One traumatic brain injury (TBI) can keep on damaging the brain nerves for many years, according to a new study carried out by Perelman School of Medicine at the University of Pennsylvania. The researchers said that apart from the immediate effects of single TBI, neurodegeneration can result which is much like that of Alzheimer’s disease. Even young adults were not immune from the risk.
More than 1.7 million Americans suffer from traumatic brain injury every year and growing evidence suggests that brain damaging processes can be initiated after that. TBI is already established as a risk factor for development of cognitive disabilities later on in life.

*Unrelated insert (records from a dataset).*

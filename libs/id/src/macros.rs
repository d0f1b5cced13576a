//! Macros for defining typed ID types.

/// Macro to define a typed ID with a specific prefix.
///
/// This generates a newtype wrapper around ULID with:
/// - A `PREFIX` constant
/// - `new()` to generate a fresh ID
/// - `parse()` to parse from string
/// - `Display` and `FromStr` implementations
/// - `Serialize` and `Deserialize` implementations
/// - `Ord`, `Hash`, and other standard traits
///
/// # Example
///
/// ```ignore
/// define_id!(SystemId, "sys");
/// define_id!(ProviderId, "prov");
///
/// let system = SystemId::new();
/// let parsed: SystemId = "sys_01HV4Z2WQXKJNM8GPQY6VBKC3D".parse()?;
/// ```
#[macro_export]
macro_rules! define_id {
    ($name:ident, $prefix:literal) => {
        /// A typed ID for this resource type.
        #[derive(Debug, Clone, Copy, PartialEq, Eq, PartialOrd, Ord, Hash)]
        pub struct $name($crate::Ulid);

        impl $name {
            /// The prefix for this ID type.
            pub const PREFIX: &'static str = $prefix;

            /// Creates a new ID with a fresh ULID.
            #[must_use]
            pub fn new() -> Self {
                Self($crate::Ulid::new())
            }

            /// Creates an ID from a raw ULID.
            #[must_use]
            pub const fn from_ulid(ulid: $crate::Ulid) -> Self {
                Self(ulid)
            }

            /// Returns the underlying ULID.
            #[must_use]
            pub const fn ulid(&self) -> $crate::Ulid {
                self.0
            }

            /// Parses an ID from a string.
            ///
            /// The string must be in the format `{prefix}_{ulid}`.
            pub fn parse(s: &str) -> Result<Self, $crate::IdError> {
                if s.is_empty() {
                    return Err($crate::IdError::Empty);
                }

                let Some((prefix, ulid_str)) = s.split_once('_') else {
                    return Err($crate::IdError::MissingSeparator);
                };

                if prefix != Self::PREFIX {
                    return Err($crate::IdError::InvalidPrefix {
                        expected: Self::PREFIX,
                        actual: prefix.to_string(),
                    });
                }

                let ulid = ulid_str
                    .parse::<$crate::Ulid>()
                    .map_err(|e| $crate::IdError::InvalidUlid(e.to_string()))?;

                Ok(Self(ulid))
            }

            /// Formats the ID as a string.
            #[must_use]
            pub fn to_string(&self) -> String {
                format!("{}_{}", Self::PREFIX, self.0)
            }
        }

        impl Default for $name {
            fn default() -> Self {
                Self::new()
            }
        }

        impl std::fmt::Display for $name {
            fn fmt(&self, f: &mut std::fmt::Formatter<'_>) -> std::fmt::Result {
                write!(f, "{}_{}", Self::PREFIX, self.0)
            }
        }

        impl std::str::FromStr for $name {
            type Err = $crate::IdError;

            fn from_str(s: &str) -> Result<Self, Self::Err> {
                Self::parse(s)
            }
        }

        impl serde::Serialize for $name {
            fn serialize<S>(&self, serializer: S) -> Result<S::Ok, S::Error>
            where
                S: serde::Serializer,
            {
                serializer.serialize_str(&self.to_string())
            }
        }

        impl<'de> serde::Deserialize<'de> for $name {
            fn deserialize<D>(deserializer: D) -> Result<Self, D::Error>
            where
                D: serde::Deserializer<'de>,
            {
                let s = String::deserialize(deserializer)?;
                Self::parse(&s).map_err(serde::de::Error::custom)
            }
        }

        impl AsRef<$crate::Ulid> for $name {
            fn as_ref(&self) -> &$crate::Ulid {
                &self.0
            }
        }
    };
}
//! Lifecycle event publisher.

use std::sync::atomic::{AtomicU64, Ordering};
use std::sync::Arc;

use plexus_events::{EventEnvelope, LifecycleEvent};
use plexus_id::{ApplicationId, EventId, Phase, SystemId};
use tokio::sync::broadcast;
use tracing::{trace, warn};

const CHANNEL_CAPACITY: usize = 1024;

/// Fans lifecycle events out to subscribers. Publishing never blocks; slow
/// subscribers lose the oldest events.
#[derive(Clone)]
pub struct LifecyclePublisher {
    system_id: SystemId,
    sequence: Arc<AtomicU64>,
    tx: broadcast::Sender<EventEnvelope>,
}

impl LifecyclePublisher {
    pub fn new(system_id: SystemId) -> Self {
        let (tx, _) = broadcast::channel(CHANNEL_CAPACITY);
        Self {
            system_id,
            sequence: Arc::new(AtomicU64::new(0)),
            tx,
        }
    }

    pub fn subscribe(&self) -> broadcast::Receiver<EventEnvelope> {
        self.tx.subscribe()
    }

    pub fn publish(&self, application_id: ApplicationId, phase: Phase, event: LifecycleEvent) {
        let event_id = EventId::new(self.sequence.fetch_add(1, Ordering::SeqCst) + 1);
        let envelope = match EventEnvelope::builder()
            .event_id(event_id)
            .system_id(self.system_id)
            .application_id(application_id)
            .phase(phase)
            .event(event)
            .build()
        {
            Ok(envelope) => envelope,
            Err(e) => {
                warn!(error = %e, "Dropping malformed lifecycle event");
                return;
            }
        };

        trace!(event_type = envelope.event_type(), %event_id, "Publishing lifecycle event");
        // No subscribers is fine.
        let _ = self.tx.send(envelope);
    }
}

The serious health concerns due to even a single TBI is both immediate and long-term as harmful plaques and tangles show up unusually early in life, according to the study's senior author, Douglas Smith, MD, professor of Neurosurgery and director of the Center for Brain Injury and Repair at Penn's Perelman School of Medicine.
The researchers found that tau tangles and amyloid-beta tangles appear in survivors years after the incident which caused severe to moderate TBI. In the study, 39 long-term survivors of single TBI were examined for brain damage and compared with uninjured people. The time after survival of those being examined ranged from 1 to 47 years. TBI survivors were found to have a high density and broad distribution of neurofibrillary tau tangles and amyloid-beta plaque pathology, indicators of neurodegeneration. This was not found in the controls.

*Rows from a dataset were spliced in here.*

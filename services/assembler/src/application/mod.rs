//! Per-application negotiation actor.
//!
//! Every host taking part in an application runs one [`Application`] actor
//! for it. The actor owns all negotiation state for that application on the
//! host: the pending and completed requests, the reuse hints and the
//! participant list. Resources come from the host's shared
//! [`ResourceMonitor`], which tracks what each application holds. Events are handled one at
//! a time in arrival order, so none of that state needs locking.
//!
//! One participant is the master. It drives root resolution and is the
//! authority on the application's phase: slaves adopt a newer phase when an
//! event carries one, the master drops anything not tagged with its own.

mod event;
mod membership;
mod outbox;
mod report;
mod resolve;

use std::collections::HashMap;
use std::sync::Arc;

use async_trait::async_trait;
use plexus_contract::Contract;
use plexus_events::{
    BindingChangedPayload, DeviceAddedPayload, LifecycleEvent, RequestChangedPayload,
    RequestRemovedPayload, StateAddedPayload,
};
use plexus_id::{ApplicationId, LeaseId, Phase, Pointer, SystemId};
use rand::rngs::StdRng;
use rand::SeedableRng;
use tokio::sync::oneshot;
use tracing::{debug, info, warn};

use crate::actors::{Actor, ActorContext, ActorError, ActorHandle};
use crate::container::Container;
use crate::lease::LivenessPort;
use crate::lifecycle::LifecyclePublisher;
use crate::model::{
    Assembly, AssemblyPointer, AssemblyState, Instance, InstanceBinding, InstanceRequest,
};
use crate::peer::PeerDirectory;
use crate::resources::ResourceMonitor;

pub use event::{ApplicationSnapshot, AssemblyEvent};
pub use outbox::{Outbound, Outbox};

/// Host-wide collaborators shared by every application on the host.
#[derive(Clone)]
pub struct HostContext {
    pub system_id: SystemId,
    pub container: Arc<dyn Container>,
    pub directory: Arc<dyn PeerDirectory>,
    pub leases: Arc<dyn LivenessPort>,
    pub lifecycle: LifecyclePublisher,
    pub resources: Arc<ResourceMonitor>,
    pub binding_seed: Option<u64>,
}

/// Negotiation state of one application on one host.
pub struct Application {
    id: ApplicationId,
    name: String,
    system: SystemId,
    master: SystemId,
    systems: Vec<SystemId>,
    phase: Phase,

    container: Arc<dyn Container>,
    leases: Arc<dyn LivenessPort>,
    lifecycle: LifecyclePublisher,
    outbox: Outbox,

    resources: Arc<ResourceMonitor>,

    states: HashMap<Pointer, AssemblyState>,
    root: Option<Pointer>,
    requests: HashMap<Pointer, InstanceRequest>,
    completed: HashMap<Pointer, InstanceRequest>,
    assemblies: HashMap<Pointer, Assembly>,

    configuring: bool,
    waiters: Vec<oneshot::Sender<Option<Assembly>>>,

    /// Slave leases the master keeps alive, by slave.
    hooked: HashMap<SystemId, LeaseId>,

    rng: StdRng,
}

impl Application {
    /// Creates the actor state. `handle` must address the mailbox the actor
    /// will be spawned on.
    pub fn new(
        id: ApplicationId,
        master: SystemId,
        systems: Vec<SystemId>,
        host: HostContext,
        handle: ActorHandle<AssemblyEvent>,
    ) -> Self {
        let rng = match host.binding_seed {
            Some(seed) => StdRng::seed_from_u64(seed),
            None => StdRng::from_os_rng(),
        };

        let mut participants = Vec::with_capacity(systems.len() + 1);
        for system in systems.into_iter().chain([host.system_id, master]) {
            if !participants.contains(&system) {
                participants.push(system);
            }
        }

        Self {
            name: format!("application-{}", id),
            id,
            system: host.system_id,
            master,
            systems: participants,
            phase: Phase::INITIAL,
            container: host.container,
            leases: host.leases,
            lifecycle: host.lifecycle,
            outbox: Outbox::new(id, host.directory, handle),
            resources: host.resources,
            states: HashMap::new(),
            root: None,
            requests: HashMap::new(),
            completed: HashMap::new(),
            assemblies: HashMap::new(),
            configuring: false,
            waiters: Vec::new(),
            hooked: HashMap::new(),
            rng,
        }
    }

    /// Slave leases this master keeps alive.
    #[must_use]
    pub fn with_hooked(mut self, hooked: HashMap<SystemId, LeaseId>) -> Self {
        self.hooked = hooked;
        self
    }

    pub fn is_master(&self) -> bool {
        self.system == self.master
    }

    /// Whether an event tagged with `phase` may be performed, adopting a
    /// newer phase on slaves.
    fn admit(&mut self, phase: Phase) -> bool {
        if phase == self.phase {
            return true;
        }
        if phase > self.phase && !self.is_master() {
            self.enter_phase(phase);
            return true;
        }
        false
    }

    /// Switches to `phase`, abandoning everything negotiated so far.
    fn enter_phase(&mut self, phase: Phase) {
        let abandoned: Vec<Pointer> = self.requests.keys().cloned().collect();
        for pointer in abandoned {
            self.publish(LifecycleEvent::RequestRemoved(RequestRemovedPayload {
                pointer,
                resolved: false,
            }));
        }

        debug!(app = %self.id, from = %self.phase, to = %phase, "Entering phase");
        self.phase = phase;
        self.requests.clear();
        self.completed.clear();
        self.assemblies.clear();
        self.resources.release_all(self.id);
    }

    fn publish(&self, event: LifecycleEvent) {
        self.lifecycle.publish(self.id, self.phase, event);
    }

    fn publish_request_changed(&self, pointer: &Pointer) {
        let Some(request) = self.requests.get(pointer) else {
            return;
        };
        let current = request.current();
        self.publish(LifecycleEvent::RequestChanged(RequestChangedPayload {
            pointer: pointer.clone(),
            creator_id: current.map(|i| i.creator_id),
            template: current
                .and_then(Instance::template)
                .map(|t| t.name.clone()),
            candidates: request.instances.len(),
        }));
    }

    fn publish_binding(&self, binding: &InstanceBinding) {
        self.publish(LifecycleEvent::BindingChanged(BindingChangedPayload {
            pointer: binding.pointer.clone(),
            state: binding.state,
            system: binding.current(),
        }));
    }

    fn current_instance(&self, pointer: &Pointer) -> Option<&Instance> {
        self.requests.get(pointer).and_then(InstanceRequest::current)
    }

    fn current_instance_mut(&mut self, pointer: &Pointer) -> Option<&mut Instance> {
        self.requests
            .get_mut(pointer)
            .and_then(InstanceRequest::current_mut)
    }

    fn send(&mut self, to: SystemId, message: Outbound) {
        self.outbox.send(to, message);
    }

    fn setup(&mut self, pointer: Pointer, state: AssemblyState) -> AssemblyPointer {
        self.publish(LifecycleEvent::StateAdded(StateAddedPayload {
            pointer: pointer.clone(),
            creator_id: state.creator_id,
            element_id: state.element_id,
        }));

        if pointer.is_root() {
            self.root = Some(pointer.clone());
        }

        let answer = AssemblyPointer::from_state(pointer.clone(), &state);
        self.states.insert(pointer, state);
        answer
    }

    fn configure(&mut self, reply: oneshot::Sender<Option<Assembly>>) {
        if !self.is_master() {
            warn!(app = %self.id, "Configure sent to a slave");
            let _ = reply.send(None);
            return;
        }

        self.waiters.push(reply);
        if self.configuring {
            debug!(app = %self.id, "Joining configuration in flight");
            return;
        }

        self.configuring = true;
        self.restart_root();
    }

    /// Starts a fresh root resolve in a new phase.
    fn restart_root(&mut self) {
        let Some(root) = self.root.clone() else {
            warn!(app = %self.id, "No root state; nothing to configure");
            self.finish_configure(None);
            return;
        };

        self.enter_phase(self.phase.next());
        info!(app = %self.id, phase = %self.phase, root = %root, "Resolving root");

        let name = root
            .last()
            .map(|segment| segment.name.clone())
            .unwrap_or_default();
        self.resolve_request(
            root,
            self.system,
            Contract::instance_demand(name),
            true,
        );
    }

    fn finish_configure(&mut self, assembly: Option<Assembly>) {
        if !self.configuring {
            debug!(app = %self.id, "Root report without a configuration in flight");
            return;
        }

        self.configuring = false;
        info!(
            app = %self.id,
            phase = %self.phase,
            resolved = assembly.is_some(),
            waiters = self.waiters.len(),
            "Configuration finished"
        );
        for waiter in self.waiters.drain(..) {
            let _ = waiter.send(assembly.clone());
        }
    }

    fn snapshot(&self) -> ApplicationSnapshot {
        let mut requests: Vec<Pointer> = self.requests.keys().cloned().collect();
        requests.sort();
        let mut completed: Vec<Pointer> = self.completed.keys().cloned().collect();
        completed.sort();
        let mut bindings: Vec<_> = self
            .requests
            .values()
            .chain(self.completed.values())
            .filter_map(InstanceRequest::current)
            .flat_map(|i| i.bindings.values())
            .map(|b| (b.pointer.clone(), b.state))
            .collect();
        bindings.sort_by(|a, b| a.0.cmp(&b.0));

        ApplicationSnapshot {
            phase: self.phase,
            master: self.master,
            systems: self.systems.clone(),
            configuring: self.configuring,
            requests,
            completed,
            bindings,
            free: self.resources.current(),
            held: self.resources.held(self.id),
        }
    }
}

#[async_trait]
impl Actor for Application {
    type Message = AssemblyEvent;

    fn name(&self) -> &str {
        &self.name
    }

    async fn on_start(&mut self, _ctx: &mut ActorContext) -> Result<(), ActorError> {
        info!(
            app = %self.id,
            master = %self.master,
            participants = self.systems.len(),
            "Application started"
        );
        for system in self.systems.clone() {
            self.publish(LifecycleEvent::DeviceAdded(DeviceAddedPayload { system }));
        }
        Ok(())
    }

    async fn handle(
        &mut self,
        msg: AssemblyEvent,
        _ctx: &mut ActorContext,
    ) -> Result<bool, ActorError> {
        if let Some(phase) = msg.phase() {
            if !self.admit(phase) {
                debug!(
                    app = %self.id,
                    kind = msg.kind(),
                    event_phase = %phase,
                    phase = %self.phase,
                    "Dropping stale event"
                );
                return Ok(true);
            }
        }

        match msg {
            AssemblyEvent::Configure { reply } => self.configure(reply),
            AssemblyEvent::Setup {
                pointer,
                state,
                reply,
            } => {
                let answer = self.setup(pointer, state);
                let _ = reply.send(answer);
            }
            AssemblyEvent::Retrieve { pointer, reply } => {
                let _ = reply.send(self.assemblies.get(&pointer).cloned());
            }
            AssemblyEvent::Resolve {
                pointer,
                requester,
                contract,
                reuse,
                ..
            } => self.resolve_request(pointer, requester, contract, reuse),
            AssemblyEvent::Release { pointer, .. } => self.release_request(&pointer),
            AssemblyEvent::Report {
                pointer, assembly, ..
            } => self.report_instance(&pointer, assembly),
            AssemblyEvent::RemoveSystem { system, epoch } => {
                return Ok(self.remove_system(system, epoch));
            }
            AssemblyEvent::Unreachable { system } => {
                return Ok(self.remove_system(system, None));
            }
            AssemblyEvent::Inspect { reply } => {
                let _ = reply.send(self.snapshot());
            }
            AssemblyEvent::Shutdown => return Ok(false),
        }

        Ok(true)
    }

    async fn on_stop(&mut self, ctx: &mut ActorContext) {
        info!(
            app = %self.id,
            cancelled = ctx.cancelled,
            messages = ctx.messages_processed,
            "Application stopping"
        );

        if self.is_master() {
            for system in self.systems.clone() {
                if system != self.system {
                    self.send(system, Outbound::Remove);
                }
            }
            for (_, lease) in self.hooked.drain() {
                self.leases.unhook(lease);
            }
        }

        self.resources.release_all(self.id);

        // Pending configure callers observe the teardown as a failure.
        self.waiters.clear();
    }
}

#[cfg(test)]
mod tests;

One-third of the TBI survivors under observation had something more to reveal. It was found that they show tangle pathology similar to that found in cases of repetitive TBI and Alzheimer’s disease. The characteristics of amyloid-beta plaques were found to be similar to the “senile” plaques found in patients of Alzheimer’s disease. A disturbing finding was that years after even a single TBI, these plaques can become like those found in the disease.

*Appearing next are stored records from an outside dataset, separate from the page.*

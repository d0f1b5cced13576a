//! The assembler service of one host.
//!
//! Owns one [`Application`] actor per application this host takes part in
//! and exposes the peer protocol on top of them. Every protocol call is
//! turned into an [`AssemblyEvent`] on the addressed application's mailbox.

use std::collections::HashMap;
use std::future::Future;
use std::pin::Pin;
use std::sync::{Arc, Mutex, MutexGuard};

use async_trait::async_trait;
use plexus_contract::{Contract, ContractError};
use plexus_events::EventEnvelope;
use plexus_id::{ApplicationId, LeaseId, Phase, Pointer, SystemId};
use thiserror::Error;
use tokio::sync::{broadcast, oneshot, watch};
use tracing::{debug, info, warn};

use crate::actors::{mailbox, ActorHandle, Mailbox, Supervisor};
use crate::application::{Application, ApplicationSnapshot, AssemblyEvent, HostContext};
use crate::config::Config;
use crate::container::{Container, ResourceSnapshot};
use crate::lease::{Lease, LeaseCallback, LivenessPort};
use crate::lifecycle::LifecyclePublisher;
use crate::model::{Assembly, AssemblyPointer, AssemblyState, AssemblyTree, ChildRef};
use crate::peer::{Peer, PeerDirectory, PeerError};
use crate::resources::ResourceMonitor;

#[derive(Debug, Error)]
pub enum AssemblerError {
    #[error(transparent)]
    Peer(#[from] PeerError),

    #[error("no assembly recorded at {0}")]
    MissingAssembly(Pointer),

    #[error("invalid contract: {0}")]
    Contract(#[from] ContractError),
}

struct Entry {
    actor_id: String,
    handle: ActorHandle<AssemblyEvent>,
    /// Lease this host granted for the application.
    lease: Option<LeaseId>,
}

struct Registry {
    supervisor: Supervisor,
    applications: HashMap<ApplicationId, Entry>,
}

pub struct Assembler {
    config: Config,
    host: HostContext,
    registry: Mutex<Registry>,
    shutdown: watch::Receiver<bool>,
}

impl Assembler {
    pub fn new(
        config: Config,
        container: Arc<dyn Container>,
        directory: Arc<dyn PeerDirectory>,
        leases: Arc<dyn LivenessPort>,
        shutdown: watch::Receiver<bool>,
    ) -> Arc<Self> {
        let monitor = Arc::new(ResourceMonitor::new());
        monitor.recompute(container.as_ref());

        let host = HostContext {
            system_id: config.system_id,
            container,
            directory,
            leases,
            lifecycle: LifecyclePublisher::new(config.system_id),
            resources: monitor,
            binding_seed: config.binding_seed,
        };

        info!(system_id = %config.system_id, "Assembler started");

        Arc::new(Self {
            registry: Mutex::new(Registry {
                supervisor: Supervisor::new(shutdown.clone()),
                applications: HashMap::new(),
            }),
            config,
            host,
            shutdown,
        })
    }

    pub fn config(&self) -> &Config {
        &self.config
    }

    /// Lifecycle events of every application on this host.
    pub fn subscribe(&self) -> broadcast::Receiver<EventEnvelope> {
        self.host.lifecycle.subscribe()
    }

    /// Refreshes host capacity from the container, keeping every
    /// application's outstanding reservations charged.
    pub fn recompute_resources(&self) -> usize {
        self.host.resources.recompute(self.host.container.as_ref())
    }

    /// Free capacity left on this host.
    pub fn free_resources(&self) -> ResourceSnapshot {
        self.host.resources.current()
    }

    pub fn applications(&self) -> Vec<ApplicationId> {
        self.registry()
            .map(|r| {
                r.applications
                    .iter()
                    .filter(|(_, e)| !e.handle.is_closed())
                    .map(|(id, _)| *id)
                    .collect()
            })
            .unwrap_or_default()
    }

    pub async fn inspect(&self, app: ApplicationId) -> Result<ApplicationSnapshot, PeerError> {
        self.ask(app, |reply| AssemblyEvent::Inspect { reply }).await
    }

    /// Records reuse hints for a whole tree, descending through the hosts
    /// each node reports for its children.
    pub async fn setup_tree(
        &self,
        app: ApplicationId,
        states: &HashMap<Pointer, AssemblyState>,
        root: Pointer,
    ) -> Result<usize, AssemblerError> {
        let mut work = vec![(self.system_id(), root)];
        let mut seeded = 0;
        while let Some((system, pointer)) = work.pop() {
            let state = states.get(&pointer).cloned().unwrap_or_default();
            let peer = self.peer(system)?;
            let answer = peer.setup(app, pointer, state).await?;
            seeded += 1;
            work.extend(
                answer
                    .instances
                    .into_iter()
                    .map(|child| (child.system_id, child.pointer)),
            );
        }
        Ok(seeded)
    }

    /// Gathers the assembly tree below `pointer` from every host holding a
    /// part of it.
    pub async fn retrieve_tree(
        &self,
        app: ApplicationId,
        pointer: Pointer,
    ) -> Result<AssemblyTree, AssemblerError> {
        let assembly = self
            .retrieve(app, pointer.clone())
            .await?
            .ok_or_else(|| AssemblerError::MissingAssembly(pointer.clone()))?;
        self.expand(app, pointer, assembly).await
    }

    fn expand<'a>(
        &'a self,
        app: ApplicationId,
        pointer: Pointer,
        assembly: Assembly,
    ) -> Pin<Box<dyn Future<Output = Result<AssemblyTree, AssemblerError>> + Send + 'a>> {
        Box::pin(async move {
            let mut instances = Vec::with_capacity(assembly.instances.len());
            for child in &assembly.instances {
                let found = self.fetch(app, child).await?;
                instances.push(self.expand(app, child.pointer.clone(), found).await?);
            }

            let mut resources = Vec::with_capacity(assembly.resources.len());
            for child in &assembly.resources {
                let found = self.fetch(app, child).await?;
                resources.push(self.expand(app, child.pointer.clone(), found).await?);
            }

            Ok(AssemblyTree {
                pointer,
                assembly,
                instances,
                resources,
            })
        })
    }

    async fn fetch(&self, app: ApplicationId, child: &ChildRef) -> Result<Assembly, AssemblerError> {
        self.peer(child.system_id)?
            .retrieve(app, child.pointer.clone())
            .await?
            .ok_or_else(|| AssemblerError::MissingAssembly(child.pointer.clone()))
    }

    fn peer(&self, system: SystemId) -> Result<Arc<dyn Peer>, PeerError> {
        self.host
            .directory
            .peer(system)
            .ok_or(PeerError::Unreachable(system))
    }

    /// Stops every application on this host.
    pub async fn shutdown(&self) {
        let supervisor = match self.registry.lock() {
            Ok(mut registry) => {
                registry.applications.clear();
                Some(std::mem::replace(
                    &mut registry.supervisor,
                    Supervisor::new(self.shutdown.clone()),
                ))
            }
            Err(_) => None,
        };
        if let Some(mut supervisor) = supervisor {
            supervisor.stop_all().await;
        }
        info!(system_id = %self.config.system_id, "Assembler stopped");
    }

    // =========================================================================
    // Registry
    // =========================================================================

    fn registry(&self) -> Result<MutexGuard<'_, Registry>, PeerError> {
        self.registry
            .lock()
            .map_err(|_| PeerError::Rejected("application registry poisoned".to_string()))
    }

    fn lookup(&self, app: ApplicationId) -> Result<ActorHandle<AssemblyEvent>, PeerError> {
        let mut registry = self.registry()?;
        match registry.applications.get(&app) {
            Some(entry) if !entry.handle.is_closed() => Ok(entry.handle.clone()),
            Some(_) => {
                // The actor stopped on its own.
                if let Some(entry) = registry.applications.remove(&app) {
                    if let Some(lease) = entry.lease {
                        self.host.leases.remove(lease);
                    }
                }
                Err(PeerError::UnknownApplication(app))
            }
            None => Err(PeerError::UnknownApplication(app)),
        }
    }

    async fn deliver(&self, app: ApplicationId, event: AssemblyEvent) -> Result<(), PeerError> {
        let handle = self.lookup(app)?;
        handle
            .send(event)
            .await
            .map_err(|_| PeerError::UnknownApplication(app))
    }

    async fn ask<T: Send>(
        &self,
        app: ApplicationId,
        make: impl FnOnce(oneshot::Sender<T>) -> AssemblyEvent,
    ) -> Result<T, PeerError> {
        let (tx, rx) = oneshot::channel();
        self.deliver(app, make(tx)).await?;
        rx.await.map_err(|_| PeerError::UnknownApplication(app))
    }

    fn spawn_application(
        &self,
        application: Application,
        app: ApplicationId,
        handle: ActorHandle<AssemblyEvent>,
        mailbox: Mailbox<AssemblyEvent>,
        lease: Option<LeaseId>,
    ) -> Result<(), PeerError> {
        let mut registry = self.registry()?;
        if let Some(previous) = registry.applications.remove(&app) {
            warn!(app = %app, "Replacing existing application");
            registry.supervisor.stop(&previous.actor_id);
            if let Some(lease) = previous.lease {
                self.host.leases.remove(lease);
            }
        }

        registry.supervisor.reap();
        let actor_id = registry.supervisor.spawn_with_mailbox(application, mailbox);
        registry.applications.insert(
            app,
            Entry {
                actor_id,
                handle,
                lease,
            },
        );
        Ok(())
    }
}

/// Lease callback that tears the application down.
fn shutdown_on_expiry(app: ApplicationId, handle: ActorHandle<AssemblyEvent>) -> LeaseCallback {
    Box::new(move || {
        tokio::spawn(async move {
            info!(app = %app, "Application lease expired; removing");
            if handle.send(AssemblyEvent::Shutdown).await.is_err() {
                debug!(app = %app, "Application already stopped");
            }
        });
    })
}

/// Lease callback that reports a participant as gone.
fn remove_on_loss(system: SystemId, handle: ActorHandle<AssemblyEvent>) -> LeaseCallback {
    Box::new(move || {
        tokio::spawn(async move {
            let _ = handle.send(AssemblyEvent::Unreachable { system }).await;
        });
    })
}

These two pathological findings suggest that there is a link between even a single TBI and increased risk of Alzheimer’s disease. This research paves the way for a better understanding of the long-term process of neurodegenration after a single TBI which can help in development of a cure. In future researches based on these findings, it is hoped that critical targets can be identified for treatment with the help of emerging anti-tau and anti-amyloid therapies.